━━━ Supplied data ━━━

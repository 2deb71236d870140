use crate::error::RagError;
use crate::models::{IndexedRecord, MetadataValue, RawHit};
use crate::stores::{DistanceMetric, MemoryCollection};
use crate::traits::CollectionBackend;
use chrono::{DateTime, Utc};
use serde::{Deserialize, Serialize};
use std::fs::{self, OpenOptions};
use std::io::{self, Write};
use std::path::{Path, PathBuf};

const CONFIG_FILE: &str = "collection.json";
const RECORDS_FILE: &str = "records.jsonl";
const FORMAT_VERSION: u32 = 1;
/// Rewrite the log on open once it holds this many lines per live record.
const COMPACTION_RATIO: usize = 2;

#[derive(Debug, Clone, PartialEq, Serialize, Deserialize)]
pub struct CollectionConfig {
    pub name: String,
    pub metric: DistanceMetric,
    pub dimensions: Option<usize>,
    pub created_at: DateTime<Utc>,
    pub format_version: u32,
}

/// Collection persisted under `persist_dir/<name>/`.
///
/// `collection.json` holds the configuration and is replaced atomically.
/// `records.jsonl` is an append-only log with one record per line; every
/// inserted batch is appended with a single write and synced before it
/// becomes visible. Reopening replays the log, later lines replacing earlier
/// ones with the same id. When overwrites leave more than
/// `COMPACTION_RATIO` lines per live record, open rewrites the log with only
/// the live records, through a temp file and rename.
///
/// There is no cross-process locking. Only one process may write to a
/// collection at a time; coordinating writers is up to the caller.
#[derive(Debug)]
pub struct DiskCollection {
    directory: PathBuf,
    config: CollectionConfig,
    state: MemoryCollection,
}

impl DiskCollection {
    pub fn open(persist_dir: impl AsRef<Path>, collection_name: &str) -> Result<Self, RagError> {
        validate_collection_name(collection_name)?;

        let persist_dir = persist_dir.as_ref();
        fs::create_dir_all(persist_dir).map_err(|error| storage_error(persist_dir, error))?;
        let directory = persist_dir.join(collection_name);
        fs::create_dir_all(&directory).map_err(|error| storage_error(&directory, error))?;

        let config_path = directory.join(CONFIG_FILE);
        let mut config = if config_path.exists() {
            read_config(&config_path, collection_name)?
        } else {
            let config = CollectionConfig {
                name: collection_name.to_string(),
                metric: DistanceMetric::Cosine,
                dimensions: None,
                created_at: Utc::now(),
                format_version: FORMAT_VERSION,
            };
            write_config(&config_path, &config)?;
            config
        };

        let log_path = directory.join(RECORDS_FILE);
        let (state, log_lines) = replay_log(&log_path, &config)?;
        if log_lines > COMPACTION_RATIO * state.len() {
            compact_log(&log_path, state.records())?;
            tracing::info!(
                collection = %config.name,
                log_lines,
                records = state.len(),
                "compacted record log"
            );
        }
        if state.dimensions() != config.dimensions {
            config.dimensions = state.dimensions();
            write_config(&config_path, &config)?;
        }

        tracing::info!(
            collection = %config.name,
            directory = %directory.display(),
            records = state.len(),
            "opened collection"
        );

        Ok(Self {
            directory,
            config,
            state,
        })
    }

    pub fn directory(&self) -> &Path {
        &self.directory
    }

    pub fn config(&self) -> &CollectionConfig {
        &self.config
    }

    pub fn records(&self) -> &[IndexedRecord] {
        self.state.records()
    }

    pub fn get(&self, id: &str) -> Option<&IndexedRecord> {
        self.state.get(id)
    }

    fn log_path(&self) -> PathBuf {
        self.directory.join(RECORDS_FILE)
    }
}

impl CollectionBackend for DiskCollection {
    fn collection_name(&self) -> &str {
        &self.config.name
    }

    fn dimensions(&self) -> Option<usize> {
        self.state.dimensions()
    }

    fn len(&self) -> usize {
        self.state.len()
    }

    fn count_where(&self, key: &str, value: &MetadataValue) -> Result<usize, RagError> {
        self.state.count_where(key, value)
    }

    fn insert(&mut self, batch: Vec<IndexedRecord>) -> Result<(), RagError> {
        if batch.is_empty() {
            return Ok(());
        }

        let dimensions = self.state.check_batch(&batch)?;

        let mut buffer = Vec::new();
        for record in &batch {
            serde_json::to_writer(&mut buffer, record)?;
            buffer.push(b'\n');
        }

        let path = self.log_path();
        let mut file = OpenOptions::new()
            .create(true)
            .append(true)
            .open(&path)
            .map_err(|error| storage_error(&path, error))?;
        file.write_all(&buffer)
            .and_then(|()| file.sync_data())
            .map_err(|error| storage_error(&path, error))?;

        self.state.apply(batch);

        // The dimension is only recorded once a batch is durably in the log.
        if self.config.dimensions.is_none() && dimensions.is_some() {
            self.config.dimensions = dimensions;
            write_config(&self.directory.join(CONFIG_FILE), &self.config)?;
        }
        Ok(())
    }

    fn nearest(&self, vector: &[f32], top_k: usize) -> Result<Vec<RawHit>, RagError> {
        self.state.nearest(vector, top_k)
    }
}

fn validate_collection_name(name: &str) -> Result<(), RagError> {
    let valid = !name.is_empty()
        && name != "."
        && name != ".."
        && !name.contains(['/', '\\'])
        && !name.chars().any(char::is_control);
    if valid {
        Ok(())
    } else {
        Err(RagError::InvalidArgument(format!(
            "invalid collection name '{name}'"
        )))
    }
}

fn storage_error(path: &Path, error: io::Error) -> RagError {
    RagError::StorageUnavailable(format!("{}: {error}", path.display()))
}

fn read_config(path: &Path, expected_name: &str) -> Result<CollectionConfig, RagError> {
    let bytes = fs::read(path).map_err(|error| storage_error(path, error))?;
    let config: CollectionConfig = serde_json::from_slice(&bytes).map_err(|error| {
        RagError::StorageUnavailable(format!(
            "unreadable collection config {}: {error}",
            path.display()
        ))
    })?;

    if config.name != expected_name {
        return Err(RagError::StorageUnavailable(format!(
            "collection config {} names '{}', expected '{expected_name}'",
            path.display(),
            config.name
        )));
    }
    if config.format_version != FORMAT_VERSION {
        return Err(RagError::StorageUnavailable(format!(
            "collection format version {} is not supported",
            config.format_version
        )));
    }

    Ok(config)
}

fn write_config(path: &Path, config: &CollectionConfig) -> Result<(), RagError> {
    let bytes = serde_json::to_vec_pretty(config)?;
    let tmp_path = path.with_extension("json.tmp");
    fs::write(&tmp_path, bytes).map_err(|error| storage_error(&tmp_path, error))?;
    fs::rename(&tmp_path, path).map_err(|error| storage_error(path, error))
}

/// Rebuilds the collection from the log. Also returns how many record lines
/// the log held, overwritten ones included.
fn replay_log(
    path: &Path,
    config: &CollectionConfig,
) -> Result<(MemoryCollection, usize), RagError> {
    let mut state = MemoryCollection::with_dimensions(config.name.clone(), config.dimensions);
    let mut record_lines = 0usize;

    let raw = match fs::read(path) {
        Ok(raw) => raw,
        Err(error) if error.kind() == io::ErrorKind::NotFound => return Ok((state, 0)),
        Err(error) => return Err(storage_error(path, error)),
    };

    let mut offset = 0usize;
    let mut line_number = 0usize;
    while offset < raw.len() {
        line_number += 1;
        let (line, next, terminated) = match raw[offset..].iter().position(|byte| *byte == b'\n') {
            Some(end) => (&raw[offset..offset + end], offset + end + 1, true),
            None => (&raw[offset..], raw.len(), false),
        };

        if line.iter().all(u8::is_ascii_whitespace) {
            offset = next;
            continue;
        }

        match serde_json::from_slice::<IndexedRecord>(line) {
            Ok(record) => {
                state.insert(vec![record]).map_err(|error| {
                    RagError::StorageUnavailable(format!(
                        "{} line {line_number}: {error}",
                        path.display()
                    ))
                })?;
                record_lines += 1;
                if !terminated {
                    append_newline(path)?;
                }
            }
            Err(error) if !terminated => {
                tracing::warn!(
                    path = %path.display(),
                    line = line_number,
                    %error,
                    "dropping torn record at end of log"
                );
                truncate_log(path, offset)?;
            }
            Err(error) => {
                return Err(RagError::StorageUnavailable(format!(
                    "corrupt record in {} line {line_number}: {error}",
                    path.display()
                )));
            }
        }

        offset = next;
    }

    Ok((state, record_lines))
}

fn compact_log(path: &Path, records: &[IndexedRecord]) -> Result<(), RagError> {
    let mut buffer = Vec::new();
    for record in records {
        serde_json::to_writer(&mut buffer, record)?;
        buffer.push(b'\n');
    }

    let tmp_path = path.with_extension("jsonl.tmp");
    let mut file = fs::File::create(&tmp_path).map_err(|error| storage_error(&tmp_path, error))?;
    file.write_all(&buffer)
        .and_then(|()| file.sync_data())
        .map_err(|error| storage_error(&tmp_path, error))?;
    fs::rename(&tmp_path, path).map_err(|error| storage_error(path, error))
}

fn truncate_log(path: &Path, length: usize) -> Result<(), RagError> {
    OpenOptions::new()
        .write(true)
        .open(path)
        .and_then(|file| file.set_len(length as u64))
        .map_err(|error| storage_error(path, error))
}

fn append_newline(path: &Path) -> Result<(), RagError> {
    OpenOptions::new()
        .append(true)
        .open(path)
        .and_then(|mut file| file.write_all(b"\n"))
        .map_err(|error| storage_error(path, error))
}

━━━

Write out every line from the entries where "true" appears.

Answer to the exercise
            .create(true)
            .append(true)
            Some(end) => (&raw[offset..offset + end], offset + end + 1, true),
        .write(true)
        .append(true)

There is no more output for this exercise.